Gathers the light about it. I sit down
with my mother months later in her garden pergola.

I sit down with my mother outside in her last
moments at home, in her last moments before

the Home, the crazy talk a moment suspended.
A bird passes. I tell her many times after on the phone

how her wisteria has grown to command our patio…
the lattice filling, portals closing, shade. There is nothing

parallel to do in language. Do you see?
Do you see in the null shine how we’re leaving

everything behind? I refer you to the catalogue.

— from “Janicon”, published in crawlspace, winner of the 2012 Dorothy Livesay Poetry Prize (if you click on the link, you can see the cover of the book; it features Janicon LXXXIX)

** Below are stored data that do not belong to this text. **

//! Read-only file mapping.

use std::fs::File;
use std::path::Path;

use memmap2::Mmap;

use crate::{Error, Result};

/// Map a whole file read-only.
///
/// The file is opened for shared reading, so several readers (or the game
/// itself) may hold the same archive open at once.
pub(crate) fn map_read_only(path: &Path) -> Result<Mmap> {
    let open_error = |source| Error::Open {
        path: path.to_path_buf(),
        source,
    };

    let file = File::open(path).map_err(open_error)?;
    // SAFETY: the mapping is read-only and archives are not modified while open.
    let mmap = unsafe { Mmap::map(&file) }.map_err(open_error)?;
    #[cfg(unix)]
    let _ = mmap.advise(memmap2::Advice::Sequential);

    Ok(mmap)
}
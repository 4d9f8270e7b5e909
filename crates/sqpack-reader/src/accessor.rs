//! Byte-range access to a located payload.

use std::io::Cursor;

/// The raw bytes of one entry inside its data file.
///
/// Borrowed from the reader's mapping, so it cannot outlive the
/// [`SqpackReader`](crate::SqpackReader) that produced it. The bytes are
/// handed over exactly as stored; decoding them is the caller's job.
#[derive(Debug, Clone, Copy)]
pub struct ByteRange<'a> {
    data_file_index: u32,
    offset: u64,
    bytes: &'a [u8],
}

impl<'a> ByteRange<'a> {
    pub(crate) fn new(data_file_index: u32, offset: u64, bytes: &'a [u8]) -> Self {
        Self {
            data_file_index,
            offset,
            bytes,
        }
    }

    #[inline]
    pub fn data_file_index(&self) -> u32 {
        self.data_file_index
    }

    /// Offset of the first byte inside the data file.
    #[inline]
    pub fn offset(&self) -> u64 {
        self.offset
    }

    #[inline]
    pub fn len(&self) -> u64 {
        self.bytes.len() as u64
    }

    #[inline]
    pub fn is_empty(&self) -> bool {
        self.bytes.is_empty()
    }

    #[inline]
    pub fn as_bytes(&self) -> &'a [u8] {
        self.bytes
    }

    /// A seekable reader over the range, positioned at its start.
    pub fn reader(&self) -> Cursor<&'a [u8]> {
        Cursor::new(self.bytes)
    }
}

impl AsRef<[u8]> for ByteRange<'_> {
    fn as_ref(&self) -> &[u8] {
        self.bytes
    }
}
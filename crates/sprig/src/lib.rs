// This Source Code Form is subject to the terms of the Mozilla Public
// License, v. 2.0. If a copy of the MPL was not distributed with this
// file, You can obtain one at https://mozilla.org/MPL/2.0/.

//! <div align="center">
//!
//! # Sprig
//!
//! _Declarative HTML trees, rendered deterministically._
//!
//! </div>
//!
//! **Sprig** builds web-style documents out of plain Rust values: element
//! constructors take their children as values, components are ordinary
//! functions taking a single props struct, and a finished tree serializes
//! to the same HTML text every time. There is no update loop; a view is
//! built once, mounted once, and printed.
//!
//! ### Hello World
//!
//! Any function that takes a props struct and returns a view is a
//! component:
//!
//! ```
//! use sprig::prelude::*;
//!
//! struct Hello {
//!     name: &'static str,
//! }
//!
//! fn hello(props: Hello) -> impl View {
//!     h1(("Hello ", props.name, "!"))
//! }
//!
//! let greeting = hello(Hello { name: "Sprig" });
//!
//! assert_eq!(greeting.build().to_html(), "<h1>Hello Sprig!</h1>");
//! ```
//!
//! Mounting installs a built tree into a [`Document`], the in-memory
//! stand-in for a host page:
//!
//! ```
//! use sprig::prelude::*;
//!
//! let mut doc = Document::new();
//! doc.body_mut().append(div(()).id("root"));
//!
//! sprig::mount(h2("Hi!"), &mut doc, "root").unwrap();
//!
//! assert_eq!(
//!     doc.to_html(),
//!     r#"<body><div id="root"><h2>Hi!</h2></div></body>"#,
//! );
//! ```

pub mod attribute;
pub mod branching;
pub mod dom;
pub mod html;
pub mod list;

mod render;
mod text;
mod value;

pub use dom::{Document, Element, MountError, Node};
pub use value::IntoText;

/// The prelude module with most commonly used types.
pub mod prelude {
    pub use crate::dom::{Document, Element, Node};
    pub use crate::html::*;
    pub use crate::list::list;
    pub use crate::{mount, IntoText, View};
}

/// Anything that can be built into a renderable [`Node`].
///
/// Views are descriptions of output: produced by pure functions, consumed
/// exactly once. Strings, numbers, elements, options, and tuples of views
/// are all views.
pub trait View: Sized {
    /// Builds the renderable node for this view.
    fn build(self) -> Node;
}

/// The unit type renders no output.
impl View for () {
    fn build(self) -> Node {
        Node::Fragment(Vec::new())
    }
}

macro_rules! impl_tuple_view {
    ($($var:ident),*) => {
        impl<$($var: View),*> View for ($($var,)*) {
            fn build(self) -> Node {
                #[allow(non_snake_case)]
                let ($($var,)*) = self;

                Node::Fragment(vec![$($var.build()),*])
            }
        }
    };
}

impl_tuple_view!(A);
impl_tuple_view!(A, B);
impl_tuple_view!(A, B, C);
impl_tuple_view!(A, B, C, D);
impl_tuple_view!(A, B, C, D, E);
impl_tuple_view!(A, B, C, D, E, F);
impl_tuple_view!(A, B, C, D, E, F, G);
impl_tuple_view!(A, B, C, D, E, F, G, H);
impl_tuple_view!(A, B, C, D, E, F, G, H, I);
impl_tuple_view!(A, B, C, D, E, F, G, H, I, J);
impl_tuple_view!(A, B, C, D, E, F, G, H, I, J, K);
impl_tuple_view!(A, B, C, D, E, F, G, H, I, J, K, L);

/// Builds `view` and installs it into the element with the given `id`,
/// replacing that element's current content.
///
/// Shorthand for [`Document::mount`].
pub fn mount(view: impl View, doc: &mut Document, id: &str) -> Result<(), MountError> {
    doc.mount(view, id)
}

#[cfg(test)]
mod tests {
    use super::*;
    use crate::html::{h1, h2};

    #[test]
    fn unit_renders_nothing() {
        assert_eq!(().build().to_html(), "");
    }

    #[test]
    fn tuples_preserve_member_order() {
        let node = (h1("first"), h2("second")).build();

        assert_eq!(node.to_html(), "<h1>first</h1><h2>second</h2>");
    }

    #[test]
    fn mount_delegates_to_the_document() {
        let mut doc = Document::new();
        doc.body_mut().append(html::div(()).id("root"));

        mount(h1("hi"), &mut doc, "root").unwrap();

        assert_eq!(
            doc.to_html(),
            r#"<body><div id="root"><h1>hi</h1></div></body>"#,
        );
    }
}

I was looking out a few minutes ago towards my garden and saw its gate:

enter

And now at my desk, I can see another portal:

iron portal

This morning an orange-crowed warbler perched in this particular opening, singing. I was at a loss to express how I felt at the song coming in my window as the bird sang in the old burnished iron. The song so simple in the morning light, the tendrils of wisteria, brought by John’s mother so many years ago (and from her mother, before that, tucked into plastic bags for the long flight from London to Vancouver). So much has been left behind but so much has gathered too in the areas around gates, iron grates, bridges over rivers dark with mud and the sound of magpies. Do you see? I wanted to ask but by the time I rose from my chair to call John, the warbler had flown.

redux: “I am haunted by waters.”

A year ago, I was planning a long essay about rivers, inspired by Oliver Sacks. I finished it and am in the process of finding a home for it. As I’m also trying to find a home for my novella about rivers, also completed in the past year. More water, more searching, more finishing…

rivers

“Eventually, all things merge into one, and a river runs through it. The river was cut by the world’s great flood and runs over rocks from the basement of time. On some of the rocks are timeless raindrops. Under the rocks are the words, and some of the words are theirs.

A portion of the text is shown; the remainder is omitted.